Problem requirements: Across all the entries, tally the lines holding the word "reset", and give the number by itself.

Data entries
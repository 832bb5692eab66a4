use chrono::DateTime;
use num_bigint::BigUint;
use serde_json::Value;

use crate::config::{AMOUNT_DECIMALS, QUOTE_ASSET_ID};
use crate::types::{ChainTradeRow, DecodedLog, Market, Side, Trade};

/// The outcome-token leg of a fill, as seen by the owner of that token.
#[derive(Debug, Clone, PartialEq, Eq)]
pub struct TokenLeg {
    pub side: Side,
    pub token_id: String,
    pub size_raw: u128,
    /// `None` when the counter leg is not the quote asset.
    pub quote_raw: Option<u128>,
}

/// Classifies a fill against a set of tracked outcome tokens.
///
/// Maker holds the token: the maker sold it. Taker holds it: the maker bought it.
/// When both legs are tracked tokens the maker leg wins.
pub fn classify(log: &DecodedLog, is_tracked: impl Fn(&str) -> bool) -> Option<TokenLeg> {
    let maker_id = log.maker_asset_id.to_string();
    let taker_id = log.taker_asset_id.to_string();

    let (side, token_id, size, counter_id, counter_amount) = if is_tracked(&maker_id) {
        (Side::Sell, maker_id, &log.maker_amount_raw, taker_id, &log.taker_amount_raw)
    } else if is_tracked(&taker_id) {
        (Side::Buy, taker_id, &log.taker_amount_raw, maker_id, &log.maker_amount_raw)
    } else {
        return None;
    };

    let quote_raw = if counter_id == QUOTE_ASSET_ID {
        Some(u128::try_from(counter_amount).ok()?)
    } else {
        None
    };

    Some(TokenLeg {
        side,
        token_id,
        size_raw: u128::try_from(size).ok()?,
        quote_raw,
    })
}

/// Token against quote only. Any other asset combination is not a trade of this market.
pub fn classify_strict(log: &DecodedLog, is_tracked: impl Fn(&str) -> bool) -> Option<TokenLeg> {
    classify(log, is_tracked).filter(|leg| leg.quote_raw.is_some())
}

/// Canonical trade from a chain fill. `None` when the token leg has no size or the
/// block timestamp does not fit in milliseconds.
pub fn chain_trade(
    log: &DecodedLog,
    leg: &TokenLeg,
    market: &Market,
    block_timestamp: u64,
    received_ms: Option<u64>,
) -> Option<Trade> {
    let size = scaled(leg.size_raw);
    if size <= 0.0 {
        return None;
    }
    let timestamp_ms = block_timestamp.checked_mul(1000)?.checked_add(log.log_index)?;
    let notional = leg.quote_raw.map(|q| round10(scaled(q)));
    let price = leg.quote_raw.map(|q| round10(scaled(q) / size));
    let size = round10(size);

    let dedupe_key = dedupe_key(
        &log.tx_hash,
        &leg.token_id,
        leg.side,
        block_timestamp,
        price.unwrap_or(0.0),
        size,
    );

    Some(Trade {
        market_slug: market.slug.clone(),
        window_start_ts: market.window_start_ts,
        condition_id: market.condition_id.clone(),
        event_id: market.event_id.clone(),
        trade_timestamp: block_timestamp,
        trade_utc: ts_to_utc(block_timestamp),
        price,
        size,
        notional,
        side: leg.side,
        outcome: market.outcome_for(&leg.token_id).unwrap_or_default().to_string(),
        asset: leg.token_id.clone(),
        proxy_wallet: log.maker.clone(),
        transaction_hash: log.tx_hash.clone(),
        dedupe_key,
        timestamp_ms: Some(timestamp_ms),
        server_received_ms: received_ms,
        trade_time_ms: Some(ms_to_utc(timestamp_ms)),
    })
}

/// Audit row for the strict backfill. Amounts are exact decimal strings.
pub fn chain_row(log: &DecodedLog, leg: &TokenLeg, market: &Market, block_timestamp: u64) -> ChainTradeRow {
    let size = BigUint::from(leg.size_raw);
    let notional = BigUint::from(leg.quote_raw.unwrap_or(0));
    ChainTradeRow {
        market_slug: market.slug.clone(),
        condition_id: market.condition_id.clone(),
        tx_hash: log.tx_hash.clone(),
        log_index: log.log_index,
        log_uid: log.log_uid(),
        block_number: log.block_number,
        trade_timestamp: block_timestamp,
        trade_utc: ts_to_utc(block_timestamp),
        proxy_wallet: log.maker.clone(),
        side: leg.side,
        outcome: market.outcome_for(&leg.token_id).unwrap_or_default().to_string(),
        asset: leg.token_id.clone(),
        size: format_scaled(&size, AMOUNT_DECIMALS),
        price: format_ratio(&notional, &size, 18),
        notional: format_scaled(&notional, AMOUNT_DECIMALS),
        fee: format_scaled(&log.fee_raw, AMOUNT_DECIMALS),
        maker_asset_id: log.maker_asset_id.to_string(),
        taker_asset_id: log.taker_asset_id.to_string(),
        maker_amount_raw: log.maker_amount_raw.to_string(),
        taker_amount_raw: log.taker_amount_raw.to_string(),
        fee_raw: log.fee_raw.to_string(),
    }
}

/// Canonical trade from a Data API `/trades` record.
pub fn rest_trade(raw: &Value, market: &Market) -> Option<Trade> {
    let timestamp = raw.get("timestamp").map(json_u64).unwrap_or(0);
    let size = raw.get("size").and_then(json_f64).unwrap_or(0.0);
    if size <= 0.0 {
        return None;
    }
    let price = raw.get("price").and_then(json_f64).unwrap_or(0.0);
    let side = raw.get("side").and_then(|s| s.as_str()).and_then(Side::parse)?;
    let transaction_hash = str_field(raw, "transactionHash");
    let asset = str_field(raw, "asset");

    Some(Trade {
        market_slug: market.slug.clone(),
        window_start_ts: market.window_start_ts,
        condition_id: market.condition_id.clone(),
        event_id: market.event_id.clone(),
        trade_timestamp: timestamp,
        trade_utc: if timestamp > 0 { ts_to_utc(timestamp) } else { String::new() },
        price: Some(price),
        size,
        notional: Some(round10(size * price)),
        side,
        outcome: str_field(raw, "outcome"),
        dedupe_key: dedupe_key(&transaction_hash, &asset, side, timestamp, price, size),
        asset,
        proxy_wallet: str_field(raw, "proxyWallet"),
        transaction_hash,
        timestamp_ms: None,
        server_received_ms: None,
        trade_time_ms: None,
    })
}

/// Stable identity for idempotent storage: `tx|asset|side|ts|price|size`.
pub fn dedupe_key(tx_hash: &str, asset: &str, side: Side, timestamp: u64, price: f64, size: f64) -> String {
    format!("{tx_hash}|{asset}|{side}|{timestamp}|{price:.10}|{size:.10}")
}

fn scaled(raw: u128) -> f64 {
    raw as f64 / 10f64.powi(AMOUNT_DECIMALS as i32)
}

fn round10(x: f64) -> f64 {
    (x * 1e10).round() / 1e10
}

/// `raw / 10^decimals` as a plain decimal string, trailing zeros trimmed.
pub fn format_scaled(raw: &BigUint, decimals: u32) -> String {
    let digits = raw.to_string();
    let decimals = decimals as usize;
    let padded = if digits.len() <= decimals {
        format!("{}{digits}", "0".repeat(decimals + 1 - digits.len()))
    } else {
        digits
    };
    let (int_part, frac_part) = padded.split_at(padded.len() - decimals);
    let frac_part = frac_part.trim_end_matches('0');
    if frac_part.is_empty() {
        int_part.to_string()
    } else {
        format!("{int_part}.{frac_part}")
    }
}

/// `num / den` truncated to `places` decimals. Zero denominator formats as `0`.
pub fn format_ratio(num: &BigUint, den: &BigUint, places: u32) -> String {
    if den.bits() == 0 {
        return "0".to_string();
    }
    let scaled = num * BigUint::from(10u32).pow(places) / den;
    format_scaled(&scaled, places)
}

pub fn ts_to_utc(ts: u64) -> String {
    DateTime::from_timestamp(ts as i64, 0)
        .map(|dt| dt.format("%Y-%m-%dT%H:%M:%SZ").to_string())
        .unwrap_or_default()
}

pub fn ms_to_utc(ms: u64) -> String {
    DateTime::from_timestamp_millis(ms as i64)
        .map(|dt| dt.format("%Y-%m-%dT%H:%M:%S%.3fZ").to_string())
        .unwrap_or_default()
}

fn json_f64(v: &Value) -> Option<f64> {
    v.as_f64().or_else(|| v.as_str().and_then(|s| s.trim().parse().ok()))
}

fn json_u64(v: &Value) -> u64 {
    v.as_u64()
        .or_else(|| v.as_f64().map(|f| f as u64))
        .or_else(|| v.as_str().and_then(|s| s.trim().parse::<f64>().ok()).map(|f| f as u64))
        .unwrap_or(0)
}

fn str_field(v: &Value, key: &str) -> String {
    v.get(key).and_then(|s| s.as_str()).unwrap_or("").to_string()
}
use serde::{Deserialize, Deserializer};
use serde_json::Value;

/// Strings, numbers and nulls all relay as text; the recorder never reinterprets values.
fn verbatim<'de, D: Deserializer<'de>>(d: D) -> std::result::Result<String, D::Error> {
    Ok(match Value::deserialize(d)? {
        Value::Null => String::new(),
        Value::String(s) => s,
        other => other.to_string(),
    })
}

/// A single price level in a book snapshot.
#[derive(Debug, Deserialize, Clone, PartialEq)]
pub struct BookLevel {
    #[serde(default, deserialize_with = "verbatim")]
    pub price: String,
    #[serde(default, deserialize_with = "verbatim")]
    pub size: String,
}

/// One entry inside the `price_changes` array.
#[derive(Debug, Deserialize, Clone, PartialEq)]
pub struct PriceChangeEntry {
    #[serde(default, deserialize_with = "verbatim")]
    pub asset_id: String,
    #[serde(default, deserialize_with = "verbatim")]
    pub price: String,
    #[serde(default, deserialize_with = "verbatim")]
    pub size: String,
    /// "SELL" = ask side, "BUY" = bid side.
    #[serde(default, deserialize_with = "verbatim")]
    pub side: String,
    #[serde(default, deserialize_with = "verbatim")]
    pub best_bid: String,
    #[serde(default, deserialize_with = "verbatim")]
    pub best_ask: String,
}

/// Raw shape covering all market-channel messages.
/// Fields default because different event types carry different subsets.
#[derive(Debug, Deserialize)]
struct RawFeedMsg {
    #[serde(default, deserialize_with = "verbatim")]
    event_type: String,
    #[serde(default, deserialize_with = "verbatim")]
    asset_id: String,
    /// Condition id.
    #[serde(default, deserialize_with = "verbatim")]
    market: String,
    /// Server time in ms.
    #[serde(default, deserialize_with = "verbatim")]
    timestamp: String,
    #[serde(default)]
    bids: Vec<BookLevel>,
    #[serde(default)]
    asks: Vec<BookLevel>,
    #[serde(default)]
    price_changes: Vec<PriceChangeEntry>,
    #[serde(default, deserialize_with = "verbatim")]
    side: String,
    #[serde(default, deserialize_with = "verbatim")]
    price: String,
    #[serde(default, deserialize_with = "verbatim")]
    size: String,
    #[serde(default, deserialize_with = "verbatim")]
    fee_rate_bps: String,
}

#[derive(Debug, Clone, PartialEq)]
pub enum FeedEvent {
    /// Full order book snapshot for one token.
    Book {
        asset_id: String,
        condition_id: String,
        server_ts_ms: String,
        bids: Vec<BookLevel>,
        asks: Vec<BookLevel>,
    },
    /// Level changes, possibly spanning several tokens of one market.
    PriceChange {
        condition_id: String,
        server_ts_ms: String,
        changes: Vec<PriceChangeEntry>,
    },
    LastTrade {
        asset_id: String,
        condition_id: String,
        server_ts_ms: String,
        side: String,
        price: String,
        size: String,
        fee_rate_bps: String,
    },
}

/// Classifies one market-channel event object. Unknown event types yield `None`.
pub fn parse_feed_event(event: &Value) -> Option<FeedEvent> {
    let msg = RawFeedMsg::deserialize(event).ok()?;
    match msg.event_type.as_str() {
        "book" if !msg.asset_id.is_empty() => Some(FeedEvent::Book {
            asset_id: msg.asset_id,
            condition_id: msg.market,
            server_ts_ms: msg.timestamp,
            bids: msg.bids,
            asks: msg.asks,
        }),
        "price_change" if !msg.price_changes.is_empty() => Some(FeedEvent::PriceChange {
            condition_id: msg.market,
            server_ts_ms: msg.timestamp,
            changes: msg.price_changes,
        }),
        "last_trade_price" if !msg.asset_id.is_empty() => Some(FeedEvent::LastTrade {
            asset_id: msg.asset_id,
            condition_id: msg.market,
            server_ts_ms: msg.timestamp,
            side: msg.side,
            price: msg.price,
            size: msg.size,
            fee_rate_bps: msg.fee_rate_bps,
        }),
        _ => None,
    }
}
pub mod file;

pub use file::{write_rows, CsvRow, CsvSink};
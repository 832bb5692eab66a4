use std::sync::atomic::{AtomicU64, Ordering};
use std::time::Duration;

use futures_util::{SinkExt, StreamExt};
use serde_json::Value;
use tokio::sync::{mpsc, watch};
use tokio::time::interval;
use tokio_tungstenite::{connect_async, tungstenite::Message};
use tracing::{debug, error, info, warn};

use crate::config::{RECONNECT_BASE_DELAY_MS, RECONNECT_MAX_DELAY_MS};
use crate::error::Result;

static NON_JSON_FRAMES: AtomicU64 = AtomicU64::new(0);

/// What the transport reports to its owner. The owner drains these from a channel.
#[derive(Debug, Clone, PartialEq)]
pub enum TransportEvent {
    Connected,
    Disconnected,
    Message(Value),
}

#[derive(Debug, Clone, PartialEq, Eq)]
pub enum TransportCommand {
    Subscribe(Vec<String>),
    Unsubscribe(Vec<String>),
}

#[derive(Debug, Clone, Copy, PartialEq, Eq)]
pub enum Heartbeat {
    /// Application-level keepalive text frame.
    Text(&'static str),
    /// Protocol ping frame.
    Ping,
}

/// Wire format of one feed: what to send on connect, on (un)subscribe, and to keep alive.
pub trait FeedProtocol: Send + Sync + 'static {
    fn name(&self) -> &'static str;

    /// Frames sent right after every (re)connect. `subscribed` is everything currently tracked.
    fn connect_frames(&self, subscribed: &[String]) -> Vec<String>;

    /// Incremental frames while connected. `None` when the feed has no such operation.
    fn subscribe_frame(&self, ids: &[String]) -> Option<String>;
    fn unsubscribe_frame(&self, ids: &[String]) -> Option<String>;

    fn heartbeat(&self) -> Option<(Heartbeat, Duration)>;
}

/// `min(base * 2^n, cap)` after `n` consecutive failures; reset on a successful connect.
#[derive(Debug, Clone)]
pub struct ReconnectBackoff {
    base: Duration,
    cap: Duration,
    failures: u32,
}

impl ReconnectBackoff {
    pub fn new(base: Duration, cap: Duration) -> Self {
        Self { base, cap, failures: 0 }
    }

    pub fn delay_for(&self, failures: u32) -> Duration {
        let factor = 1u32.checked_shl(failures).unwrap_or(u32::MAX);
        self.base.saturating_mul(factor).min(self.cap)
    }

    pub fn next_delay(&mut self) -> Duration {
        let delay = self.delay_for(self.failures);
        self.failures = self.failures.saturating_add(1);
        delay
    }

    pub fn reset(&mut self) {
        self.failures = 0;
    }
}

impl Default for ReconnectBackoff {
    fn default() -> Self {
        Self::new(
            Duration::from_millis(RECONNECT_BASE_DELAY_MS),
            Duration::from_millis(RECONNECT_MAX_DELAY_MS),
        )
    }
}

/// Splits a text frame into JSON events: an array yields each object, an object yields itself.
pub fn parse_frame(text: &str) -> Vec<Value> {
    let trimmed = text.trim();
    if trimmed.is_empty() || trimmed.eq_ignore_ascii_case("PONG") {
        return Vec::new();
    }
    match serde_json::from_str::<Value>(trimmed) {
        Ok(Value::Array(items)) => items.into_iter().filter(Value::is_object).collect(),
        Ok(obj @ Value::Object(_)) => vec![obj],
        Ok(_) => Vec::new(),
        Err(_) => {
            let count = NON_JSON_FRAMES.fetch_add(1, Ordering::Relaxed) + 1;
            if count <= 10 || count % 1000 == 0 {
                let sample: String = trimmed.chars().take(100).collect();
                warn!(count, "[WS PARSE] non-JSON frame: {sample}");
            }
            Vec::new()
        }
    }
}

/// Owner-side handles for a spawned `TransportManager`.
pub struct TransportHandle {
    pub events: mpsc::Receiver<TransportEvent>,
    pub commands: mpsc::Sender<TransportCommand>,
}

/// One persistent websocket with reconnect, heartbeat and a tracked subscription set.
///
/// The subscription set lives here, so every reconnect re-sends it through
/// `FeedProtocol::connect_frames`. No gap-fill is attempted.
pub struct TransportManager<P: FeedProtocol> {
    url: String,
    protocol: P,
    events: mpsc::Sender<TransportEvent>,
    commands: mpsc::Receiver<TransportCommand>,
    shutdown: watch::Receiver<bool>,
    subscribed: Vec<String>,
    backoff: ReconnectBackoff,
}

impl<P: FeedProtocol> TransportManager<P> {
    pub fn new(
        url: String,
        protocol: P,
        shutdown: watch::Receiver<bool>,
        capacity: usize,
    ) -> (Self, TransportHandle) {
        let (event_tx, event_rx) = mpsc::channel(capacity);
        let (command_tx, command_rx) = mpsc::channel(capacity);
        let manager = Self {
            url,
            protocol,
            events: event_tx,
            commands: command_rx,
            shutdown,
            subscribed: Vec::new(),
            backoff: ReconnectBackoff::default(),
        };
        let handle = TransportHandle {
            events: event_rx,
            commands: command_tx,
        };
        (manager, handle)
    }

    #[cfg(test)]
    pub fn with_backoff(mut self, backoff: ReconnectBackoff) -> Self {
        self.backoff = backoff;
        self
    }

    pub fn with_subscriptions(mut self, ids: Vec<String>) -> Self {
        self.track(TransportCommand::Subscribe(ids));
        self
    }

    fn stopping(&self) -> bool {
        *self.shutdown.borrow()
    }

    /// Applies a command to the tracked set; returns the ids that actually changed.
    fn track(&mut self, cmd: TransportCommand) -> (bool, Vec<String>) {
        match cmd {
            TransportCommand::Subscribe(ids) => {
                let fresh: Vec<String> = ids
                    .into_iter()
                    .filter(|id| !self.subscribed.contains(id))
                    .collect();
                self.subscribed.extend(fresh.iter().cloned());
                (true, fresh)
            }
            TransportCommand::Unsubscribe(ids) => {
                let gone: Vec<String> = ids
                    .into_iter()
                    .filter(|id| self.subscribed.contains(id))
                    .collect();
                self.subscribed.retain(|id| !gone.contains(id));
                (false, gone)
            }
        }
    }

    pub async fn run(mut self) {
        let name = self.protocol.name();
        loop {
            if self.stopping() {
                break;
            }
            while let Ok(cmd) = self.commands.try_recv() {
                self.track(cmd);
            }

            info!(feed = name, url = %self.url, "WS connecting");
            let result = self.connect_once().await;
            if self.events.send(TransportEvent::Disconnected).await.is_err() {
                break;
            }
            match result {
                Ok(true) => {
                    info!(feed = name, "WS stopped");
                    break;
                }
                Ok(false) => info!(feed = name, "WS connection closed"),
                Err(e) => error!(feed = name, "WS connection error: {e}"),
            }

            let delay = self.backoff.next_delay();
            warn!(feed = name, delay_ms = delay.as_millis() as u64, "WS reconnecting");
            tokio::select! {
                _ = tokio::time::sleep(delay) => {}
                _ = self.shutdown.changed() => {}
            }
        }
    }

    /// `Ok(true)` when the owner asked to stop, `Ok(false)` when the peer closed.
    async fn connect_once(&mut self) -> Result<bool> {
        let (ws_stream, _) = tokio::select! {
            connected = connect_async(self.url.as_str()) => connected?,
            _ = self.shutdown.changed() => return Ok(true),
        };
        let (mut write, mut read) = ws_stream.split();
        self.backoff.reset();

        if self.events.send(TransportEvent::Connected).await.is_err() {
            return Ok(true);
        }
        for frame in self.protocol.connect_frames(&self.subscribed) {
            write.send(Message::Text(frame.into())).await?;
        }
        if !self.subscribed.is_empty() {
            info!(feed = self.protocol.name(), ids = self.subscribed.len(), "WS subscribed");
        }

        let heartbeat = self.protocol.heartbeat();
        let mut ticker = interval(heartbeat.map(|(_, d)| d).unwrap_or(Duration::from_secs(3600)));
        ticker.tick().await;

        loop {
            tokio::select! {
                msg = read.next() => {
                    match msg {
                        Some(Ok(Message::Text(text))) => {
                            for event in parse_frame(&text) {
                                if self.events.send(TransportEvent::Message(event)).await.is_err() {
                                    return Ok(true);
                                }
                            }
                        }
                        Some(Ok(Message::Ping(data))) => {
                            write.send(Message::Pong(data)).await?;
                        }
                        Some(Ok(Message::Close(_))) | None => return Ok(false),
                        Some(Err(e)) => return Err(e.into()),
                        Some(Ok(_)) => {}
                    }
                }

                _ = ticker.tick(), if heartbeat.is_some() => {
                    match heartbeat {
                        Some((Heartbeat::Text(frame), _)) => {
                            write.send(Message::Text(frame.to_string().into())).await?;
                        }
                        Some((Heartbeat::Ping, _)) => {
                            write.send(Message::Ping(Vec::new().into())).await?;
                        }
                        None => {}
                    }
                    debug!(feed = self.protocol.name(), "WS heartbeat");
                }

                cmd = self.commands.recv() => {
                    let Some(cmd) = cmd else {
                        let _ = write.send(Message::Close(None)).await;
                        return Ok(true);
                    };
                    let (is_subscribe, changed) = self.track(cmd);
                    if changed.is_empty() {
                        continue;
                    }
                    let frame = if is_subscribe {
                        self.protocol.subscribe_frame(&changed)
                    } else {
                        self.protocol.unsubscribe_frame(&changed)
                    };
                    if let Some(frame) = frame {
                        write.send(Message::Text(frame.into())).await?;
                        info!(
                            feed = self.protocol.name(),
                            ids = changed.len(),
                            subscribe = is_subscribe,
                            "WS subscription change"
                        );
                    }
                }

                _ = self.shutdown.changed() => {
                    let _ = write.send(Message::Close(None)).await;
                    return Ok(true);
                }
            }
        }
    }
}
//! In-memory chain used by the resolver, scanner and block-processor tests.

use std::collections::VecDeque;
use std::sync::atomic::{AtomicUsize, Ordering};

use async_trait::async_trait;
use parking_lot::Mutex;
use serde_json::{json, Value};

use crate::chain::decoder::{address_to_topic, parse_quantity};
use crate::chain::rpc::{ChainRpc, LogFilter};
use crate::config::ORDER_FILLED_TOPIC0;
use crate::error::{AppError, Result};

pub struct FakeChain {
    timestamps: Vec<u64>,
    logs: Vec<Value>,
    max_span: Option<u64>,
    forced_too_wide: Mutex<VecDeque<bool>>,
    fatal_block: Option<u64>,
    pub block_calls: AtomicUsize,
    pub log_calls: Mutex<Vec<(u64, u64)>>,
}

impl FakeChain {
    /// `timestamps[b]` is the timestamp of block `b`; index 0 is unused.
    pub fn with_timestamps(timestamps: Vec<u64>) -> Self {
        Self {
            timestamps,
            logs: Vec::new(),
            max_span: None,
            forced_too_wide: Mutex::new(VecDeque::new()),
            fatal_block: None,
            block_calls: AtomicUsize::new(0),
            log_calls: Mutex::new(Vec::new()),
        }
    }

    /// Blocks `1..=n` at `base + 2 * b`.
    pub fn linear(n: u64, base: u64) -> Self {
        Self::with_timestamps((0..=n).map(|b| base + 2 * b).collect())
    }

    pub fn with_logs(mut self, logs: Vec<Value>) -> Self {
        self.logs = logs;
        self
    }

    /// Requests wider than `span` fail with a capacity error.
    pub fn with_max_span(mut self, span: u64) -> Self {
        self.max_span = Some(span);
        self
    }

    /// Scripted capacity errors: the n-th `eth_getLogs` call fails when `script[n]`.
    pub fn with_forced_too_wide(self, script: Vec<bool>) -> Self {
        *self.forced_too_wide.lock() = script.into();
        self
    }

    /// Any request covering `block` fails with a non-capacity error.
    pub fn with_fatal_block(mut self, block: u64) -> Self {
        self.fatal_block = Some(block);
        self
    }

    pub fn ts(&self, block: u64) -> u64 {
        self.timestamps[block as usize]
    }

    pub fn calls(&self) -> Vec<(u64, u64)> {
        self.log_calls.lock().clone()
    }
}

#[async_trait]
impl ChainRpc for FakeChain {
    async fn block_number(&self) -> Result<u64> {
        Ok(self.timestamps.len().saturating_sub(1) as u64)
    }

    async fn block_timestamp(&self, block_number: u64) -> Result<u64> {
        self.block_calls.fetch_add(1, Ordering::SeqCst);
        self.timestamps
            .get(block_number as usize)
            .copied()
            .ok_or_else(|| AppError::Rpc {
                method: "eth_getBlockByNumber".into(),
                message: format!("unknown block {block_number}"),
            })
    }

    async fn get_logs(&self, filter: &LogFilter) -> Result<Vec<Value>> {
        let from = parse_quantity(&json!(filter.from_block));
        let to = parse_quantity(&json!(filter.to_block));
        self.log_calls.lock().push((from, to));

        let forced = self.forced_too_wide.lock().pop_front().unwrap_or(false);
        let too_wide = self.max_span.is_some_and(|max| to - from + 1 > max);
        if forced || too_wide {
            return Err(AppError::Rpc {
                method: "eth_getLogs".into(),
                message: "{\"code\":-32005,\"message\":\"block range is too large\"}".into(),
            });
        }
        if self.fatal_block.is_some_and(|b| (from..=to).contains(&b)) {
            return Err(AppError::Rpc {
                method: "eth_getLogs".into(),
                message: "execution aborted".into(),
            });
        }

        let taker_topic = filter.topics.get(3).cloned().flatten();
        Ok(self
            .logs
            .iter()
            .filter(|log| {
                let b = log.get("blockNumber").map(parse_quantity).unwrap_or(0);
                (from..=to).contains(&b)
            })
            .filter(|log| match &taker_topic {
                Some(t) => log["topics"][3].as_str() == Some(t.as_str()),
                None => true,
            })
            .cloned()
            .collect())
    }
}

/// A raw `OrderFilled` log as a node would return it.
#[allow(clippy::too_many_arguments)]
pub fn fill_log(
    block: u64,
    log_index: u64,
    tx_hash: &str,
    maker: &str,
    taker: &str,
    words: [u128; 5],
) -> Value {
    let data: String = words.iter().map(|w| format!("{w:064x}")).collect();
    json!({
        "address": crate::config::CTF_EXCHANGE,
        "transactionHash": tx_hash,
        "blockNumber": format!("{block:#x}"),
        "logIndex": format!("{log_index:#x}"),
        "topics": [
            ORDER_FILLED_TOPIC0,
            format!("0x{}", "ab".repeat(32)),
            address_to_topic(maker),
            address_to_topic(taker),
        ],
        "data": format!("0x{data}"),
    })
}
pub mod clob;
pub mod connection;
pub mod heads;
pub mod messages;

pub use connection::{TransportCommand, TransportEvent, TransportManager};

Written answer: 3